A few weeks ago, I attended the Hanson Wade mRNA Therapeutics Summit in Boston. While on-site, I had the great opportunity to meet and sit down with Thomas Langenickel, CMO of Ethris to learn more about the work he’s doing overseeing the translation of the company’s first product from R&D into the clinic. In the following Q&A, Langenickel shares some of his biggest questions and observations about the evolving mRNA therapeutics space that are the most impactful in translating early-stage RNA candidates into the clinic — particularly when that drug product boasts a novel formulation.
Welch: I’m always curious to learn how working in a new therapeutic sector translates into unique challenges for C-suite executives. How has working with mRNA challenged you in your role at Ethris?
Langenickel: Like many others, I started my career working with small molecules and biologics, which are mature technologies. If we look at mRNA, we have a lot of questions to address around the mRNA itself, as well as the delivery of each product that I didn’t have to think about before with mature platforms. We really have had to work our way through and understand, what are the key biophysical properties of the platform? What do we need if we want to develop an mRNA product that we can deliver into the nose or into the lung?

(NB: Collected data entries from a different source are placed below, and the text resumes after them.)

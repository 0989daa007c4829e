use async_trait::async_trait;
use chrono::{DateTime, Utc};
use futures::TryStreamExt;
use mongodb::{
    bson::{doc, to_bson, Document},
    error::{ErrorKind, WriteFailure},
    options::{FindOneAndUpdateOptions, FindOptions, IndexOptions, ReplaceOptions, ReturnDocument},
    Client as MongoClient, Collection, Database, IndexModel,
};
use serde::{de::DeserializeOwned, Serialize};

use super::{
    decode_page_token, encode_page_token, AssignmentGuard, Page, Store, StoreError,
    DEFAULT_PAGE_SIZE,
};
use crate::models::{
    AccessRequest, CachedArgOptions, CachedTarget, Deployment, Preflight, Provider, TargetGroup,
    TargetGroupAssignment,
};

const DUPLICATE_KEY: i32 = 11000;

/// MongoDB-backed store. Conditional writes use unique indexes and filtered
/// `find_one_and_update` so that the compare and the set happen server-side.
#[derive(Clone)]
pub struct MongoStore {
    client: MongoClient,
    db: Database,
    page_size: usize,
}

fn backend(e: impl Into<anyhow::Error>) -> StoreError {
    StoreError::Backend(e.into())
}

fn is_duplicate_key(err: &mongodb::error::Error) -> bool {
    matches!(
        err.kind.as_ref(),
        ErrorKind::Write(WriteFailure::WriteError(e)) if e.code == DUPLICATE_KEY
    ) || matches!(
        err.kind.as_ref(),
        ErrorKind::Command(e) if e.code == DUPLICATE_KEY
    )
}

impl MongoStore {
    pub async fn connect(uri: &str, database: &str, page_size: usize) -> Result<Self, StoreError> {
        tracing::info!(database = %database, "Connecting to MongoDB");
        let client = MongoClient::with_uri_str(uri).await.map_err(|e| {
            tracing::error!("Failed to connect to MongoDB: {}", e);
            backend(e)
        })?;
        let db = client.database(database);
        tracing::info!(database = %database, "Successfully connected to MongoDB database");
        Ok(Self {
            client,
            db,
            page_size: if page_size == 0 { DEFAULT_PAGE_SIZE } else { page_size },
        })
    }

    pub async fn initialize_indexes(&self) -> Result<(), StoreError> {
        tracing::info!("Creating MongoDB indexes for access-service");

        let unique_id = |name: &str| {
            IndexModel::builder()
                .keys(doc! { "id": 1 })
                .options(
                    IndexOptions::builder()
                        .name(name.to_string())
                        .unique(true)
                        .build(),
                )
                .build()
        };

        self.target_groups()
            .create_index(unique_id("target_group_id_idx"), None)
            .await
            .map_err(backend)?;
        self.preflights()
            .create_index(unique_id("preflight_id_idx"), None)
            .await
            .map_err(backend)?;
        self.requests()
            .create_index(unique_id("request_id_idx"), None)
            .await
            .map_err(backend)?;
        self.cached_targets()
            .create_index(unique_id("cached_target_id_idx"), None)
            .await
            .map_err(backend)?;

        // At most one deployment may hold an assignment to a given target group.
        let deployment_indexes = [
            unique_id("deployment_id_idx"),
            IndexModel::builder()
                .keys(doc! { "target_group_assignment.target_group_id": 1 })
                .options(
                    IndexOptions::builder()
                        .name("deployment_target_group_idx".to_string())
                        .unique(true)
                        .partial_filter_expression(doc! {
                            "target_group_assignment.target_group_id": { "$exists": true }
                        })
                        .build(),
                )
                .build(),
        ];
        self.deployments()
            .create_indexes(deployment_indexes, None)
            .await
            .map_err(backend)?;

        let request_user_index = IndexModel::builder()
            .keys(doc! { "requested_by.id": 1, "created_at": -1 })
            .options(
                IndexOptions::builder()
                    .name("request_user_created_idx".to_string())
                    .build(),
            )
            .build();
        self.requests()
            .create_index(request_user_index, None)
            .await
            .map_err(backend)?;

        let arg_options_index = IndexModel::builder()
            .keys(doc! { "provider_id": 1, "arg_id": 1 })
            .options(
                IndexOptions::builder()
                    .name("arg_options_key_idx".to_string())
                    .unique(true)
                    .build(),
            )
            .build();
        self.arg_options()
            .create_index(arg_options_index, None)
            .await
            .map_err(backend)?;

        tracing::info!("Successfully created all MongoDB indexes");
        Ok(())
    }

    fn target_groups(&self) -> Collection<TargetGroup> {
        self.db.collection("target_groups")
    }

    fn deployments(&self) -> Collection<Deployment> {
        self.db.collection("deployments")
    }

    fn preflights(&self) -> Collection<Preflight> {
        self.db.collection("preflights")
    }

    fn requests(&self) -> Collection<AccessRequest> {
        self.db.collection("requests")
    }

    fn cached_targets(&self) -> Collection<CachedTarget> {
        self.db.collection("cached_targets")
    }

    fn arg_options(&self) -> Collection<CachedArgOptions> {
        self.db.collection("arg_options")
    }

    async fn upsert<T>(
        &self,
        collection: Collection<T>,
        filter: Document,
        item: &T,
    ) -> Result<(), StoreError>
    where
        T: Serialize + DeserializeOwned + Unpin + Send + Sync,
    {
        collection
            .replace_one(filter, item, ReplaceOptions::builder().upsert(true).build())
            .await
            .map_err(backend)?;
        Ok(())
    }

    async fn page<T>(
        &self,
        collection: Collection<T>,
        filter: Document,
        sort: Document,
        page: Option<&str>,
    ) -> Result<Page<T>, StoreError>
    where
        T: Serialize + DeserializeOwned + Unpin + Send + Sync,
    {
        let offset = decode_page_token(page)?;
        // One extra row tells us whether another page exists.
        let options = FindOptions::builder()
            .sort(sort)
            .skip(offset as u64)
            .limit((self.page_size + 1) as i64)
            .build();

        let cursor = collection.find(filter, options).await.map_err(backend)?;
        let mut items: Vec<T> = cursor.try_collect().await.map_err(backend)?;

        let next = if items.len() > self.page_size {
            items.truncate(self.page_size);
            Some(encode_page_token(offset + self.page_size))
        } else {
            None
        };
        Ok(Page { items, next })
    }
}

#[async_trait]
impl Store for MongoStore {
    async fn health_check(&self) -> Result<(), StoreError> {
        self.client
            .database("admin")
            .run_command(doc! { "ping": 1 }, None)
            .await
            .map_err(|e| {
                tracing::error!("MongoDB health check failed: {}", e);
                backend(e)
            })?;
        Ok(())
    }

    async fn get_target_group(&self, id: &str) -> Result<Option<TargetGroup>, StoreError> {
        self.target_groups()
            .find_one(doc! { "id": id }, None)
            .await
            .map_err(backend)
    }

    async fn list_target_groups(
        &self,
        page: Option<&str>,
    ) -> Result<Page<TargetGroup>, StoreError> {
        self.page(self.target_groups(), doc! {}, doc! { "id": 1 }, page)
            .await
    }

    async fn insert_target_group(&self, group: &TargetGroup) -> Result<(), StoreError> {
        match self.target_groups().insert_one(group, None).await {
            Ok(_) => Ok(()),
            Err(e) if is_duplicate_key(&e) => Err(StoreError::ConditionFailed),
            Err(e) => Err(backend(e)),
        }
    }

    async fn get_deployment(&self, id: &str) -> Result<Option<Deployment>, StoreError> {
        self.deployments()
            .find_one(doc! { "id": id }, None)
            .await
            .map_err(backend)
    }

    async fn upsert_deployment(
        &self,
        deployment: &Deployment,
        guard: &AssignmentGuard,
    ) -> Result<Deployment, StoreError> {
        let provider = to_bson(&deployment.provider).map_err(backend)?;
        let diagnostics = to_bson(&deployment.diagnostics).map_err(backend)?;
        let set = doc! {
            "provider": provider,
            "function_url": deployment.function_url.as_deref(),
            "diagnostics": diagnostics,
        };

        // The assignment is only ever written on insert, and only as null.
        let (filter, update, upsert) = match guard {
            AssignmentGuard::Any => (
                doc! { "id": &deployment.id },
                doc! { "$set": set, "$setOnInsert": { "target_group_assignment": null } },
                true,
            ),
            AssignmentGuard::Unassigned => (
                doc! { "id": &deployment.id, "target_group_assignment": null },
                doc! { "$set": set },
                true,
            ),
            AssignmentGuard::AssignedTo(target_group_id) => (
                doc! {
                    "id": &deployment.id,
                    "target_group_assignment.target_group_id": target_group_id,
                },
                doc! { "$set": set },
                false,
            ),
        };
        let options = FindOneAndUpdateOptions::builder()
            .return_document(ReturnDocument::After)
            .upsert(upsert)
            .build();

        match self
            .deployments()
            .find_one_and_update(filter, update, options)
            .await
        {
            Ok(Some(deployment)) => Ok(deployment),
            Ok(None) => Err(StoreError::ConditionFailed),
            // An upsert whose guard missed an existing deployment collides on the id index.
            Err(e) if is_duplicate_key(&e) => Err(StoreError::ConditionFailed),
            Err(e) => Err(backend(e)),
        }
    }

    async fn find_deployment_for_target_group(
        &self,
        target_group_id: &str,
    ) -> Result<Option<Deployment>, StoreError> {
        self.deployments()
            .find_one(
                doc! { "target_group_assignment.target_group_id": target_group_id },
                None,
            )
            .await
            .map_err(backend)
    }

    async fn assign_deployment(
        &self,
        deployment_id: &str,
        provider: &Provider,
        assignment: &TargetGroupAssignment,
    ) -> Result<Deployment, StoreError> {
        let provider = to_bson(provider).map_err(backend)?;
        let assignment = to_bson(assignment).map_err(backend)?;
        let options = FindOneAndUpdateOptions::builder()
            .return_document(ReturnDocument::After)
            .build();

        let updated = self
            .deployments()
            .find_one_and_update(
                doc! {
                    "id": deployment_id,
                    "provider": provider,
                    "target_group_assignment": null,
                },
                doc! { "$set": { "target_group_assignment": assignment } },
                options,
            )
            .await;

        match updated {
            Ok(Some(deployment)) => Ok(deployment),
            Ok(None) => Err(StoreError::ConditionFailed),
            Err(e) if is_duplicate_key(&e) => Err(StoreError::ConditionFailed),
            Err(e) => Err(backend(e)),
        }
    }

    async fn clear_deployment_assignment(
        &self,
        deployment_id: &str,
        target_group_id: &str,
    ) -> Result<Deployment, StoreError> {
        let options = FindOneAndUpdateOptions::builder()
            .return_document(ReturnDocument::After)
            .build();

        self.deployments()
            .find_one_and_update(
                doc! {
                    "id": deployment_id,
                    "target_group_assignment.target_group_id": target_group_id,
                },
                doc! { "$set": { "target_group_assignment": null } },
                options,
            )
            .await
            .map_err(backend)?
            .ok_or(StoreError::ConditionFailed)
    }

    async fn put_preflight(&self, preflight: &Preflight) -> Result<(), StoreError> {
        self.upsert(self.preflights(), doc! { "id": &preflight.id }, preflight)
            .await
    }

    async fn get_preflight(
        &self,
        id: &str,
        user_id: &str,
    ) -> Result<Option<Preflight>, StoreError> {
        self.preflights()
            .find_one(
                doc! { "id": id, "user_id": user_id, "consumed_at": null },
                None,
            )
            .await
            .map_err(backend)
    }

    async fn claim_preflight(
        &self,
        id: &str,
        user_id: &str,
        now: DateTime<Utc>,
    ) -> Result<Option<Preflight>, StoreError> {
        let consumed_at = mongodb::bson::DateTime::from_chrono(now);
        let options = FindOneAndUpdateOptions::builder()
            .return_document(ReturnDocument::After)
            .build();

        self.preflights()
            .find_one_and_update(
                doc! { "id": id, "user_id": user_id, "consumed_at": null },
                doc! { "$set": { "consumed_at": consumed_at } },
                options,
            )
            .await
            .map_err(backend)
    }

    async fn put_request(&self, request: &AccessRequest) -> Result<(), StoreError> {
        self.upsert(self.requests(), doc! { "id": &request.id }, request)
            .await
    }

    async fn get_request(&self, id: &str) -> Result<Option<AccessRequest>, StoreError> {
        self.requests()
            .find_one(doc! { "id": id }, None)
            .await
            .map_err(backend)
    }

    async fn list_requests_for_user(
        &self,
        user_id: &str,
        page: Option<&str>,
    ) -> Result<Page<AccessRequest>, StoreError> {
        self.page(
            self.requests(),
            doc! { "requested_by.id": user_id },
            doc! { "created_at": -1, "id": 1 },
            page,
        )
        .await
    }

    async fn list_requests(&self, page: Option<&str>) -> Result<Page<AccessRequest>, StoreError> {
        self.page(
            self.requests(),
            doc! {},
            doc! { "created_at": -1, "id": 1 },
            page,
        )
        .await
    }

    async fn get_cached_target(&self, id: &str) -> Result<Option<CachedTarget>, StoreError> {
        self.cached_targets()
            .find_one(doc! { "id": id }, None)
            .await
            .map_err(backend)
    }

    async fn put_cached_target(&self, target: &CachedTarget) -> Result<(), StoreError> {
        self.upsert(self.cached_targets(), doc! { "id": &target.id }, target)
            .await
    }

    async fn list_cached_targets(
        &self,
        page: Option<&str>,
    ) -> Result<Page<CachedTarget>, StoreError> {
        self.page(self.cached_targets(), doc! {}, doc! { "id": 1 }, page)
            .await
    }

    async fn get_arg_options(
        &self,
        provider_id: &str,
        arg_id: &str,
    ) -> Result<Option<CachedArgOptions>, StoreError> {
        self.arg_options()
            .find_one(doc! { "provider_id": provider_id, "arg_id": arg_id }, None)
            .await
            .map_err(backend)
    }

    async fn put_arg_options(&self, options: &CachedArgOptions) -> Result<(), StoreError> {
        self.upsert(
            self.arg_options(),
            doc! { "provider_id": &options.provider_id, "arg_id": &options.arg_id },
            options,
        )
        .await
    }
}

A lot of the challenge comes down to the regulatory paradigm, which, as we know, is still being built globally, with ongoing efforts to harmonize through international guidelines. We’ve found that preclinical packages for clinical entry differ across geographies due to distinct regulatory approaches and definitions of mRNA therapeutics. For instance, in the European Union and United Kingdom, mRNA therapies (excluding vaccines) are classified as Advanced Therapy Medicinal Products (ATMPs), allowing for more flexible preclinical toxicology requirements. These requirements may necessitate toxicity testing in only one species if scientifically justified. In contrast, in the US, mRNA therapeutics are regulated as biologics, requiring toxicity studies in two preclinical species before clinical entry. These differences affect how quickly and under what conditions mRNA therapies can enter clinical development in each region.
This raises questions about how we can utilize data generated in one country to advance clinical development in multiple geographies. How we can utilize prior knowledge in general is a big question we have to address as a space.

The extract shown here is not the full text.